イエレン議長のハト派的な発言と、FOMCメンバーの金利予想が引き下げられたことで、米連邦準備理事会(FRB)は利上げを急がず、利上げペースも緩やかになると受け止められた。上振れた2月雇用統計以降、米早期利上げを織り込み、ドル買いや日本株買いを膨らませてきた緩和マネーのポジションは、いったん巻き戻しを迫られている。

18日の米国市場では10年米国債利回りが2%を割り込み、ドルが急落。ユーロと英ポンドに対する1日の下げ幅としては6年間で最大となり、ユーロに対しては一時3%安となった。ドル高の一方で売られていたアジアなど新興国通貨は反発している。

一方、ドル/円は下げ渋り、19日のアジア時間には120円台後半に戻しており、先高観の強い日本株にとって、嫌気されるような円高レベルではない。ただ、日経平均は1月16日から前日まで約2680円(15.8%)上昇。短期過熱感も強まっていたことで、利益確定売りの対象になりやすかったとみられている。

<「主役」はやはり海外勢>

これまで日本株を押し上げていたのは、やはり海外投資家だ。年金積立金管理運用独立行政法人(GPIF)など公的年金が買っていたとの指摘も市場にはあったが、データを見る限り「主役」は海外勢だ。

東証と大阪証券取引所が公表する日本株の現物株と先物を合計した売買動向で、海外投資家は2月第2週から買い越しに転じ、前週までの合計は3兆0540億円。その間、日経平均は約1900円上昇し15年ぶりの高値を付けた。国内年金の売買を仲介している信託銀行の買い越し額は、同期間で763億円に過ぎない。

一方、年初からの2週間で、海外投資家は1兆9719億円を売り越した。信託銀行は3610億円買い越したが、日経平均は約850円下落。海外勢が一斉に売りに転じれば、国内勢の買いでは支えきれないことを示した。

デリバティブをからめた大規模な売買を得意とする海外勢が、日本株にいったん利益確定売りを出そうとしている動きは、前日からみられていたとの指摘もある。
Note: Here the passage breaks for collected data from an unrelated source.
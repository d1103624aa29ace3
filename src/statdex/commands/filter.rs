//! Record filtering.
//!
//! A record stays in the filtered set when its name contains the query
//! (case-insensitive, Unicode-naive lowercase comparison) AND its power is at
//! least the threshold. Output preserves input order.

use super::power::power;
use super::CmdMessage;
use crate::model::Record;
use serde::{Deserialize, Serialize};
use std::num::IntErrorKind;
use tracing::warn;

#[derive(Debug, Clone, Default, PartialEq, Eq, Serialize, Deserialize)]
pub struct FilterCriteria {
    /// Substring to look for in record names. Empty matches everything.
    pub name_query: String,
    /// Minimum power, inclusive.
    pub min_power: u64,
}

impl FilterCriteria {
    pub fn new(name_query: impl Into<String>, min_power: u64) -> Self {
        Self {
            name_query: name_query.into(),
            min_power,
        }
    }

    pub fn matches(&self, record: &Record) -> bool {
        self.matches_name(record) && power(record) >= self.min_power
    }

    fn matches_name(&self, record: &Record) -> bool {
        self.name_query.is_empty()
            || record
                .name
                .to_lowercase()
                .contains(&self.name_query.to_lowercase())
    }
}

pub fn filter<'a, I>(records: I, criteria: &FilterCriteria) -> Vec<&'a Record>
where
    I: IntoIterator<Item = &'a Record>,
{
    records
        .into_iter()
        .filter(|record| criteria.matches(record))
        .collect()
}

/// Reads user-entered threshold text. `None` means the text is not a number.
///
/// Blank input is "no minimum" (0). Negative numbers clamp to 0 since no
/// record can have negative power; numbers past `u64::MAX` saturate.
pub fn try_parse_min_power(input: &str) -> Option<u64> {
    let trimmed = input.trim();
    if trimmed.is_empty() {
        return Some(0);
    }

    if trimmed.starts_with('-') {
        return match trimmed.parse::<i64>() {
            Ok(_) => Some(0),
            Err(e) if *e.kind() == IntErrorKind::NegOverflow => Some(0),
            Err(_) => None,
        };
    }

    match trimmed.parse::<u64>() {
        Ok(n) => Some(n),
        Err(e) if *e.kind() == IntErrorKind::PosOverflow => Some(u64::MAX),
        Err(_) => None,
    }
}

/// Coerces user-entered threshold text into a power minimum.
///
/// Non-numeric input means "no minimum" and comes back with a warning for
/// the user.
pub fn parse_min_power(input: &str) -> (u64, Option<CmdMessage>) {
    match try_parse_min_power(input) {
        Some(n) => (n, None),
        None => {
            let input = input.trim();
            warn!(input, "ignoring non-numeric power threshold");
            let message = CmdMessage::warning(format!(
                "'{}' is not a number; showing all powers",
                input
            ));
            (0, Some(message))
        }
    }
}
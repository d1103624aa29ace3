//! # CLI Layer
//!
//! One possible UI client for statdex. This is the only place that knows
//! about stdin/stdout/stderr, argument parsing and colors.
//!
//! - `setup`: clap definitions
//! - `commands`: `run()` and the per-command handlers
//! - `browse`: the line-driven interactive session
//! - `render`: table, message and config output via templates
//! - `styles`, `templates`: the theme and the embedded templates

mod browse;
mod commands;
mod render;
mod setup;
mod styles;
mod templates;

pub use commands::run;
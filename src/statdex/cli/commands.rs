//! # CLI Dispatch
//!
//! Parses arguments, builds the [`StatdexApi`] and turns each `CmdResult`
//! into terminal output. Tables and command output go to stdout; load
//! warnings go to stdout too, except in `--json` mode where stdout carries
//! only the JSON document.

use super::browse;
use super::render::{render_config, render_messages, render_table};
use super::setup::{Cli, Commands, ListArgs};
use clap::Parser;
use console::Term;
use directories::ProjectDirs;
use statdex::api::{CmdMessage, ConfigAction, StatdexApi};
use statdex::commands::paginate::{PageSize, PageState};
use statdex::config::TableConfig;
use statdex::error::Result;
use statdex::store::fs::FileSource;
use statdex::store::Dataset;
use std::path::PathBuf;
use tracing::{debug, warn};
use tracing_subscriber::EnvFilter;

const LOG_ENV: &str = "STATDEX_LOG";
const HOME_ENV: &str = "STATDEX_HOME";

struct AppContext {
    api: StatdexApi,
    config: TableConfig,
    use_color: bool,
}

pub fn run() -> Result<()> {
    let cli = Cli::parse();
    init_logging(cli.verbose);

    let use_color = !cli.no_color && Term::stdout().features().colors_supported();
    let config_dir = config_dir();
    debug!(config_dir = %config_dir.display(), "resolved config directory");

    match cli.command {
        // Config never needs the record collection.
        Some(Commands::Config { key, value }) => {
            let api = StatdexApi::from_dataset(Dataset::default(), config_dir);
            handle_config(&api, key, value, use_color)
        }
        Some(Commands::List(args)) => {
            handle_list(&init_context(cli.data, config_dir, use_color), args)
        }
        Some(Commands::Browse { page_size }) => {
            handle_browse(&init_context(cli.data, config_dir, use_color), page_size)
        }
        None => handle_list(
            &init_context(cli.data, config_dir, use_color),
            ListArgs::default(),
        ),
    }
}

fn init_logging(verbose: bool) {
    let filter = if verbose {
        EnvFilter::new("debug")
    } else {
        EnvFilter::try_from_env(LOG_ENV).unwrap_or_else(|_| EnvFilter::new("warn"))
    };

    // A second init (e.g. from tests) is harmless.
    let _ = tracing_subscriber::fmt()
        .with_env_filter(filter)
        .with_target(false)
        .with_writer(std::io::stderr)
        .try_init();
}

fn config_dir() -> PathBuf {
    if let Some(home) = std::env::var_os(HOME_ENV) {
        return PathBuf::from(home);
    }
    ProjectDirs::from("com", "statdex", "statdex")
        .map(|dirs| dirs.config_dir().to_path_buf())
        .unwrap_or_else(|| PathBuf::from(".statdex"))
}

fn init_context(data: Option<PathBuf>, config_dir: PathBuf, use_color: bool) -> AppContext {
    let config = TableConfig::load(&config_dir).unwrap_or_else(|e| {
        warn!(error = %e, "unreadable config, using defaults");
        TableConfig::default()
    });

    let data_file = data.unwrap_or_else(|| config.data_file());
    let api = StatdexApi::open(&FileSource::new(data_file), config_dir);

    AppContext {
        api,
        config,
        use_color,
    }
}

fn handle_list(ctx: &AppContext, args: ListArgs) -> Result<()> {
    let page = PageState {
        page_index: args.page_index(),
        page_size: args.page_size.unwrap_or(ctx.config.page_size),
    };
    let result = ctx.api.query_input(&args.search, &args.min_power, page);

    let mut messages = ctx.api.load_messages();
    messages.extend(result.messages);

    if args.json {
        if let Some(view) = &result.table {
            println!("{}", serde_json::to_string_pretty(view)?);
        }
        eprint!("{}", render_messages(&messages, false));
        return Ok(());
    }

    print_messages(&messages, ctx.use_color);
    if let Some(view) = &result.table {
        print!("{}", render_table(view, ctx.use_color));
    }
    Ok(())
}

fn handle_browse(ctx: &AppContext, page_size: Option<PageSize>) -> Result<()> {
    print_messages(&ctx.api.load_messages(), ctx.use_color);

    let mut session = ctx
        .api
        .session(page_size.unwrap_or(ctx.config.page_size));
    browse::run_stdio(&mut session, ctx.use_color)
}

fn handle_config(
    api: &StatdexApi,
    key: Option<String>,
    value: Option<String>,
    use_color: bool,
) -> Result<()> {
    let action = match (key, value) {
        (None, _) => ConfigAction::ShowAll,
        (Some(key), None) => ConfigAction::ShowKey(key),
        (Some(key), Some(value)) => ConfigAction::Set(key, value),
    };
    let show_all = action == ConfigAction::ShowAll;

    let result = api.config(action)?;
    if show_all {
        if let Some(config) = &result.config {
            print!("{}", render_config(config, use_color));
        }
    }
    print_messages(&result.messages, use_color);
    Ok(())
}

fn print_messages(messages: &[CmdMessage], use_color: bool) {
    print!("{}", render_messages(messages, use_color));
}
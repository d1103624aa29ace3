//! # Rendering Module
//!
//! Layout math (column widths, centering, truncation) stays in Rust because
//! it needs Unicode-aware widths. Templates decide structure and which named
//! style each piece gets.

use super::styles::{self, names};
use super::templates::{CONFIG_TEMPLATE, MESSAGES_TEMPLATE, TABLE_TEMPLATE};
use minijinja::{Environment, Error, Value};
use serde::Serialize;
use statdex::api::{CmdMessage, MessageLevel, TableView};
use statdex::config::{TableConfig, CONFIG_KEYS};
use statdex::model::Record;
use unicode_width::{UnicodeWidthChar, UnicodeWidthStr};

pub const COLUMNS: [&str; 9] = [
    "ID",
    "Name",
    "Type",
    "Health",
    "Attack",
    "Defense",
    "Special Attack",
    "Special Defense",
    "Speed",
];

/// Terminal lines per table row; padding rows use the same height.
pub const ROW_HEIGHT: usize = 1;
const MAX_TEXT_WIDTH: usize = 24;
const COLUMN_GAP: &str = "  ";
const EMPTY_STAT: &str = "-";
const EMPTY_TABLE_MESSAGE: &str = "No records match.";
const PREV_MARKER: &str = "‹";
const NEXT_MARKER: &str = "›";

#[derive(Serialize)]
struct CellData {
    text: String,
    style: &'static str,
}

#[derive(Serialize)]
struct TableData {
    min_power: String,
    max_power: String,
    stat_style: &'static str,
    header: Vec<String>,
    rule: String,
    rows: Vec<Vec<CellData>>,
    empty: bool,
    empty_message: &'static str,
    padding_lines: usize,
    gap: &'static str,
    page_size: String,
    range_label: String,
    pages_label: String,
    prev_marker: &'static str,
    next_marker: &'static str,
}

#[derive(Serialize)]
struct MessageData {
    content: String,
    style: &'static str,
}

#[derive(Serialize)]
struct MessagesData {
    messages: Vec<MessageData>,
}

#[derive(Serialize)]
struct ConfigEntry {
    key: &'static str,
    value: String,
}

#[derive(Serialize)]
struct ConfigData {
    entries: Vec<ConfigEntry>,
}

fn render_template<T: Serialize>(
    template: &str,
    data: &T,
    use_color: bool,
) -> Result<String, Error> {
    let mut env = Environment::new();
    env.set_trim_blocks(true);
    env.set_lstrip_blocks(true);
    env.set_keep_trailing_newline(true);
    env.add_filter("style", move |value: Value, name: String| -> String {
        styles::apply(&name, &value.to_string(), use_color)
    });
    env.add_template("_inline", template)?;
    env.get_template("_inline")?.render(data)
}

/// Renders the power summary, the table, padding rows and the pager footer.
pub fn render_table(view: &TableView, use_color: bool) -> String {
    let cells: Vec<[String; 9]> = view.rows.iter().map(row_cells).collect();

    let mut widths = COLUMNS.map(|c| c.width());
    for row in &cells {
        for (width, cell) in widths.iter_mut().zip(row) {
            *width = (*width).max(cell.width());
        }
    }

    let header = COLUMNS
        .iter()
        .zip(widths)
        .map(|(title, w)| center(title, w))
        .collect();

    let rows = cells
        .iter()
        .map(|row| {
            row.iter()
                .zip(widths)
                .enumerate()
                .map(|(col, (text, w))| CellData {
                    text: center(text, w),
                    style: column_style(col),
                })
                .collect()
        })
        .collect();

    let total_width = widths.iter().sum::<usize>() + COLUMN_GAP.len() * (COLUMNS.len() - 1);

    let (min_power, max_power, stat_style) = match view.power_range {
        Some(range) => (range.min.to_string(), range.max.to_string(), names::STAT),
        None => (EMPTY_STAT.to_string(), EMPTY_STAT.to_string(), names::MUTED),
    };

    let data = TableData {
        min_power,
        max_power,
        stat_style,
        header,
        rule: "─".repeat(total_width),
        rows,
        empty: view.rows.is_empty(),
        empty_message: EMPTY_TABLE_MESSAGE,
        padding_lines: view.empty_row_count * ROW_HEIGHT,
        gap: COLUMN_GAP,
        page_size: view.page_size.to_string(),
        range_label: range_label(view),
        pages_label: pages_label(view),
        prev_marker: nav_marker(view.has_prev(), PREV_MARKER),
        next_marker: nav_marker(view.has_next(), NEXT_MARKER),
    };

    render_template(TABLE_TEMPLATE, &data, use_color)
        .unwrap_or_else(|e| format!("Render error: {}\n", e))
}

fn row_cells(record: &Record) -> [String; 9] {
    let [hp, attack, defense, sp_attack, sp_defense, speed] = record.stats();
    [
        record.id.to_string(),
        truncate_to_width(&record.name, MAX_TEXT_WIDTH),
        truncate_to_width(&record.type_label(), MAX_TEXT_WIDTH),
        hp.to_string(),
        attack.to_string(),
        defense.to_string(),
        sp_attack.to_string(),
        sp_defense.to_string(),
        speed.to_string(),
    ]
}

fn column_style(col: usize) -> &'static str {
    match col {
        0 => names::ID,
        1 => names::NAME,
        2 => names::TYPES,
        _ => names::NUMBER,
    }
}

/// `"6-10 of 12"`, as a pager caption.
fn range_label(view: &TableView) -> String {
    format!("{}-{} of {}", view.first_row, view.last_row, view.total_filtered)
}

fn pages_label(view: &TableView) -> String {
    if view.page_count == 0 {
        "No pages".to_string()
    } else {
        format!("Page {} of {}", view.page_index + 1, view.page_count)
    }
}

/// Shows `marker` when that direction can be navigated, a blank otherwise.
fn nav_marker(available: bool, marker: &'static str) -> &'static str {
    if available {
        marker
    } else {
        " "
    }
}

fn center(text: &str, width: usize) -> String {
    let slack = width.saturating_sub(text.width());
    let left = slack / 2;
    format!("{}{}{}", " ".repeat(left), text, " ".repeat(slack - left))
}

fn truncate_to_width(s: &str, max_width: usize) -> String {
    if s.width() <= max_width {
        return s.to_string();
    }

    let mut result = String::new();
    let mut current_width = 0;
    let limit = max_width.saturating_sub(1);

    for c in s.chars() {
        let char_width = c.width().unwrap_or(0);
        if current_width + char_width > limit {
            break;
        }
        result.push(c);
        current_width += char_width;
    }
    result.push('…');
    result
}

pub fn render_messages(messages: &[CmdMessage], use_color: bool) -> String {
    if messages.is_empty() {
        return String::new();
    }

    let data = MessagesData {
        messages: messages
            .iter()
            .map(|msg| MessageData {
                content: msg.content.clone(),
                style: match msg.level {
                    MessageLevel::Info => names::INFO,
                    MessageLevel::Success => names::SUCCESS,
                    MessageLevel::Warning => names::WARNING,
                    MessageLevel::Error => names::ERROR,
                },
            })
            .collect(),
    };

    render_template(MESSAGES_TEMPLATE, &data, use_color).unwrap_or_else(|_| {
        messages
            .iter()
            .map(|m| format!("{}\n", m.content))
            .collect()
    })
}

pub fn render_config(config: &TableConfig, use_color: bool) -> String {
    let data = ConfigData {
        entries: CONFIG_KEYS
            .iter()
            .map(|&key| ConfigEntry {
                key,
                value: config.get(key).unwrap_or_default(),
            })
            .collect(),
    };
    render_template(CONFIG_TEMPLATE, &data, use_color)
        .unwrap_or_else(|e| format!("Render error: {}\n", e))
}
市場筋が推計した寄り付き前の外資系証券6社経由の注文状況は、前日18日に2530万株(105億円)と大幅な売り越しとなっていたためだ。その日、日経平均は107円高となったが、「変調」の兆しと受け取る声もあった。

<長期投資家は依然強気>

ただ、利益確定の動きは一時的との見方も多い。売りを出したのは海外勢の中でも足の速いヘッジファンドなどで、長期投資家は依然として日本株などに強気な姿勢を崩していないという。実際、海外からの評価が高まっているファナックやトヨタ自動車は逆行高となり、連日の上場来高値更新となっている。

アライアンス・バーンスタインのマーケット・ストラテジスト、村上尚己氏は「利上げ先送り自体は景気や企業業績を押し上げる材料であり、株価にはプラスだ。日本株の先高観も依然強く、利益確定売りが出ても一時的だろう」との見方を示す。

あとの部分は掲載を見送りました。